Les Local Hero seraient nés dans les années 70, durant le pic de popularité du tokusatsu lorsque même les chaînes de télévision locale se mettaient à produire leur propre série du genre avec en 1973 la diffusion de Rainbow Attackers sur la chaîne régionale du Tôhoku. Mais c’est dans les années 2000 que le phénomène prendra réellement de l’importance, accompagné par l’émergence d’internet dans les foyers. Chaque région se trouvera alors représentée par un héros à ses couleurs, et les villes et départements rejoindront également le mouvement pour atteindre aujourd’hui un nombre très élevé de Local Hero. Et depuis 2014, ils se réunissent chaque année pour le Local Hero Matsuri dans le département de Chiba : événement sur deux jours qui voit se succéder sur scènes les Local Hero les plus populaires. Mais trêve de généralités, pour mieux présenter ce concept, rien de mieux que de faire le tour de 3 Local Hero choisis parmi la (très) grande diversité de ces personnages.

local hero matsuri

L’affiche pour l’édition 2020 du Local Hero Matsuri

Exemples précis d’une diversité super-héroïque

Hôjin Yatsurugi, que l’on peut traduire littéralement Dieu Phénix Yatsurugi est un Local Hero du département de Chiba. Son apparence et son histoire prennent appui sur les mythes de la ville de Kisarazu. L’empereur maléfique des fonds marins Zabun s’est délivré des huit sceaux qui le retenaient prisonnier. C’est alors que Takeru YAMATO, jeune pêcheur trouve échouée sur la plage une pierre sur laquelle est gravée un phénix. Cette mystérieuse pierre s’avère-t-être l’un de ces sceaux et permettra à Takeru de se transformer en Yatsurugi pour pouvoir protéger la ville de Kisarazu du terrible Zabun. Des bases simples pour le genre mais pour une aventure qui continue encore aujourd’hui à être diffusée ! Hôjin Yatsurugi fait en effet parti de ses local hero à « gros budget » qui ont la chance de bénéficier d’une série rien qu’à eux. Depuis sa première saison en 2011, Hôjin Yatsurugi en est à sa neuvième série diffusée il y a tout juste un an. Sans compter les films et les épisodes spéciaux qui ajoutent encore pas mal de contenus ! Il est par exemple à la base du film de 2015 Nihon Local Hero Dai Kaisen, La Grande bataille des Local Hero japonais. Un grand palmarès pour le héros d’une ville plutôt modeste comme Kisarazu, et on peut féliciter la société Yatsurigitama qui s’occupe du héros depuis 2014, en plus d’organiser le Local Hero Matsuri et de lancer d’autres projets de Local Hero. Pour les plus curieux, le premier épisode de la première saison de Yatsurugi est disponible légalement sur Youtube mais sans sous-titres.

Hôjin Yatsurugi saison 9

Image de promotion de la neuvième saison de Yatsurugi, présentant en arrière plan de nombreux personnages créés pour la série ©Yatsurugitama

Tokusatsu Boyz est une autre production de Yatsurugitama. En réalité…les boys band et les Super Sentai ne sont pas si éloignés n’est-ce pas ? Un groupe, souvent de beaux garçons (même si les Super Sentai ont également des membres féminins) aux personnalités marquées. Tokusatsu Boyz fonce dans ce merveilleux chemin et présente au public le meilleur des deux mondes : un groupe de beaux garçons vêtus d’armures colorées. Tout le génie de Tokusatsu Boyz réside dans ce simple concept et, pour peu que vous aimez la musique boys band et que vous voulez changer d’air ou que vous soyez déjà familiers de l’esthétique tokusatsu, leurs clip valent le détour.
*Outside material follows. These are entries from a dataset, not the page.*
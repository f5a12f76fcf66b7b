//! `traceroute` (Linux, BSD/macOS) and Windows `tracert` output.

use std::net::IpAddr;
use std::time::Duration;

use super::units;
use crate::state::{RouteHop, RouteMeasurement, Sample};

/// Extract hops from route trace output; None when no hop line was found
pub fn extract(stdout: &str) -> Option<RouteMeasurement> {
    let mut hops: Vec<RouteHop> = Vec::new();

    for line in stdout.lines() {
        let mut tokens = line.split_whitespace().peekable();
        let Some(first) = tokens.peek().copied() else {
            continue;
        };

        match first.parse::<u8>() {
            Ok(index) if index > 0 => {
                if hops.last().is_some_and(|h| index <= h.index) {
                    continue;
                }
                tokens.next();
                let mut hop = RouteHop {
                    index,
                    address: None,
                    hostname: None,
                    rtt: None,
                    samples: Vec::new(),
                };
                scan(&mut hop, tokens.collect());
                hop.rtt = mean_rtt(&hop.samples);
                hops.push(hop);
            }
            Ok(_) => continue,
            // Extra probes of the previous hop wrapped onto their own line
            Err(_) => {
                let Some(hop) = hops.last_mut() else {
                    continue;
                };
                let mut extra = hop.clone();
                extra.samples.clear();
                scan(&mut extra, line.split_whitespace().collect());
                if extra.samples.iter().any(|s| !s.is_lost()) {
                    hop.address = hop.address.or(extra.address);
                    hop.hostname = hop.hostname.take().or(extra.hostname);
                    hop.samples.extend(extra.samples);
                    hop.rtt = mean_rtt(&hop.samples);
                }
            }
        }
    }

    (!hops.is_empty()).then_some(RouteMeasurement { hops })
}

/// Walk the tokens after the hop index
fn scan(hop: &mut RouteHop, tokens: Vec<&str>) {
    let mut i = 0;
    while i < tokens.len() {
        let token = tokens[i];
        let next = tokens.get(i + 1).copied();

        if token == "*" {
            hop.samples.push(Sample::Lost);
        } else if token.starts_with('!') {
            // !H, !N, !X ... annotations
        } else if let Some(ip) = bracketed_ip(token).or_else(|| token.parse().ok()) {
            if hop.address.is_none() {
                hop.address = Some(ip);
            }
        } else if let Some(rtt) = reply(token, next) {
            hop.samples.push(Sample::Reply(rtt.0));
            i += rtt.1;
        } else if next.and_then(bracketed_ip).is_some() && hop.hostname.is_none() {
            hop.hostname = Some(crate::lookup::sanitize_display(token));
        }
        i += 1;
    }
}

/// A reply token: `12.3ms`, or `12.3` / `<1` followed by `ms`.
/// Returns the RTT and how many extra tokens were consumed.
fn reply(token: &str, next: Option<&str>) -> Option<(Duration, usize)> {
    let (value, unit) = units::split_unit(token)?;
    if !unit.is_empty() {
        return units::is_time_unit(unit)
            .then(|| units::duration(value, unit))
            .flatten()
            .map(|d| (d, 0));
    }
    let unit = next.filter(|u| units::is_time_unit(u))?;
    units::duration(value, unit).map(|d| (d, 1))
}

/// `(1.2.3.4)` or `[1.2.3.4]`
fn bracketed_ip(token: &str) -> Option<IpAddr> {
    let token = token.trim_end_matches([',', ':']);
    let inner = token
        .strip_prefix('(')
        .and_then(|t| t.strip_suffix(')'))
        .or_else(|| token.strip_prefix('[').and_then(|t| t.strip_suffix(']')))?;
    inner.parse().ok()
}

fn mean_rtt(samples: &[Sample]) -> Option<Duration> {
    let rtts: Vec<Duration> = samples.iter().filter_map(Sample::rtt).collect();
    if rtts.is_empty() {
        return None;
    }
    Some(rtts.iter().sum::<Duration>() / rtts.len() as u32)
}
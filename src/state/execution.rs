use serde::{Deserialize, Serialize};
use std::fmt;
use std::time::Duration;

use super::duration_ms;

/// How a runner invocation ended
#[derive(Debug, Clone, Copy, PartialEq, Eq, Serialize, Deserialize)]
#[serde(rename_all = "snake_case")]
pub enum Completion {
    /// Program exited on its own (any exit status)
    Completed,
    /// Deadline reached; process was killed
    TimedOut,
    /// Binary could not be located or executed; nothing was spawned
    ProgramNotFound,
    /// Killed because the run was cancelled
    Killed,
}

/// Program plus arguments of an external diagnostic command
#[derive(Debug, Clone, PartialEq, Eq, Serialize, Deserialize)]
pub struct CommandSpec {
    pub program: String,
    pub args: Vec<String>,
}

impl CommandSpec {
    pub fn new<I, S>(program: impl Into<String>, args: I) -> Self
    where
        I: IntoIterator<Item = S>,
        S: Into<String>,
    {
        Self {
            program: program.into(),
            args: args.into_iter().map(Into::into).collect(),
        }
    }
}

impl fmt::Display for CommandSpec {
    fn fmt(&self, f: &mut fmt::Formatter<'_>) -> fmt::Result {
        f.write_str(&self.program)?;
        for arg in &self.args {
            write!(f, " {}", arg)?;
        }
        Ok(())
    }
}

/// Everything captured from one external program invocation
#[derive(Debug, Clone, PartialEq, Serialize, Deserialize)]
pub struct RawExecution {
    pub command: CommandSpec,
    /// Exit status; None when killed by a signal or never spawned
    pub exit_code: Option<i32>,
    pub stdout: String,
    pub stderr: String,
    #[serde(with = "duration_ms")]
    pub duration: Duration,
    pub completion: Completion,
}

impl RawExecution {
    pub fn new(
        command: CommandSpec,
        completion: Completion,
        exit_code: Option<i32>,
        stdout: impl Into<String>,
        stderr: impl Into<String>,
        duration: Duration,
    ) -> Self {
        Self {
            command,
            exit_code,
            stdout: stdout.into(),
            stderr: stderr.into(),
            duration,
            completion,
        }
    }

    /// A normally completed execution with the given exit code and stdout
    pub fn completed(command: CommandSpec, exit_code: i32, stdout: impl Into<String>) -> Self {
        Self::new(
            command,
            Completion::Completed,
            Some(exit_code),
            stdout,
            String::new(),
            Duration::ZERO,
        )
    }

    /// An invocation refused before spawning because the binary is missing
    pub fn program_not_found(command: CommandSpec) -> Self {
        Self::new(
            command,
            Completion::ProgramNotFound,
            None,
            String::new(),
            String::new(),
            Duration::ZERO,
        )
    }

    /// Whether the process ran to completion with exit status 0
    pub fn success(&self) -> bool {
        self.completion == Completion::Completed && self.exit_code == Some(0)
    }

    /// Whether the process was stopped before exiting on its own
    pub fn interrupted(&self) -> bool {
        matches!(self.completion, Completion::TimedOut | Completion::Killed)
    }

    /// First non-blank stderr line, for failure messages
    pub fn stderr_summary(&self) -> String {
        self.stderr
            .lines()
            .map(str::trim)
            .find(|l| !l.is_empty())
            .map(crate::lookup::sanitize_display)
            .unwrap_or_default()
    }
}
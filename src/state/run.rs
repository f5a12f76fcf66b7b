use serde::{Deserialize, Serialize};
use std::fmt;
use std::sync::Arc;

use super::{DiagnosticKind, Measurement, RawExecution, Target};
use crate::error::DiagError;

/// Why a run with usable data is still not fully trustworthy
#[derive(Debug, Clone, Copy, PartialEq, Eq, Serialize, Deserialize)]
#[serde(rename_all = "snake_case")]
pub enum DegradedReason {
    /// The process was interrupted; records are a prefix of the full output
    PartialData,
    /// The summary was missing figures the tool normally reports
    IncompleteSummary,
}

impl fmt::Display for DegradedReason {
    fn fmt(&self, f: &mut fmt::Formatter<'_>) -> fmt::Result {
        match self {
            Self::PartialData => write!(f, "partial data"),
            Self::IncompleteSummary => write!(f, "incomplete summary"),
        }
    }
}

/// Terminal status of one test unit
#[derive(Debug, Clone, PartialEq, Serialize, Deserialize)]
#[serde(tag = "state", content = "reason", rename_all = "snake_case")]
pub enum Status {
    Ok,
    Degraded(DegradedReason),
    Failed(DiagError),
}

impl Status {
    pub fn is_ok(&self) -> bool {
        matches!(self, Self::Ok)
    }

    pub fn is_failed(&self) -> bool {
        matches!(self, Self::Failed(_))
    }

    /// Ok or Degraded: the run produced a measurement worth reporting
    pub fn is_usable(&self) -> bool {
        !self.is_failed()
    }

    pub fn label(&self) -> &'static str {
        match self {
            Self::Ok => "ok",
            Self::Degraded(_) => "degraded",
            Self::Failed(_) => "failed",
        }
    }
}

impl fmt::Display for Status {
    fn fmt(&self, f: &mut fmt::Formatter<'_>) -> fmt::Result {
        match self {
            Self::Ok => write!(f, "ok"),
            Self::Degraded(reason) => write!(f, "degraded ({})", reason),
            Self::Failed(err) => write!(f, "failed ({})", err),
        }
    }
}

/// Outcome of running one diagnostic kind against one target
#[derive(Debug, Clone, PartialEq, Serialize, Deserialize)]
pub struct TestRun {
    pub target: Target,
    pub kind: DiagnosticKind,
    pub measurement: Option<Measurement>,
    pub status: Status,
    /// Absent only when the unit never started
    pub raw: Option<Arc<RawExecution>>,
    /// Attempts made, 0 when the unit never started
    pub attempts: u32,
}

impl TestRun {
    /// A unit that was cancelled before its first attempt
    pub fn not_started(target: Target, kind: DiagnosticKind) -> Self {
        Self {
            target,
            kind,
            measurement: None,
            status: Status::Failed(DiagError::Cancelled),
            raw: None,
            attempts: 0,
        }
    }
}
use anyhow::{Context, Result};
use std::io::{Read, Write};

use crate::state::DiagnosticReport;

/// Export the whole report as pretty-printed JSON
pub fn export_json<W: Write>(report: &DiagnosticReport, mut writer: W) -> Result<()> {
    serde_json::to_writer_pretty(&mut writer, report)?;
    writeln!(writer)?;
    Ok(())
}

/// Load a report previously written by [`export_json`]
pub fn load_json<R: Read>(reader: R) -> Result<DiagnosticReport> {
    serde_json::from_reader(reader).context("Failed to parse report JSON")
}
Non, Akita n’est pas qu’une race de chien, c’est avant tout une ville qui donne son nom à un département dans le nord de l’archipel, au bord de la mer du Japon. Et cette ville à son héros. Il est là pour faire connaître la merveilleuse ville d’Akita à tous les Japonais …il étudie le passé pour mieux connaître le présent et ouvrir la voie à l’Akita de demain …voici le Samouraï de Akita city : Chiakimaru ! Sa couleur verte lui vient de l’emblème de la ville, son style de samouraï du fameux château d’Akita et les éolienne sur son dos du parc à éoliennes de Akita-Araya. Sur son compte twitter, on peut le voir prendre la pose dans différents coins de la ville ou s’entraîner diligemment au sabre. Il n’est heureusement pas seul dans sa quête : avec Beat-Fighter Ace, Local Hero et surtout danseur du département d’Akita, et Amabi Yell, héroïne luttant contre les maladies, ils forment les ACE (Akita Create Energy Heroes). On peut les voir prendre des photos ensembles, se battre côte à côte durant des spectacles ou participer aux mêmes chorégraphies (ici dansant sur la chorégraphie officielle du générique de la nouvelle série Super SentaiZenkaiger)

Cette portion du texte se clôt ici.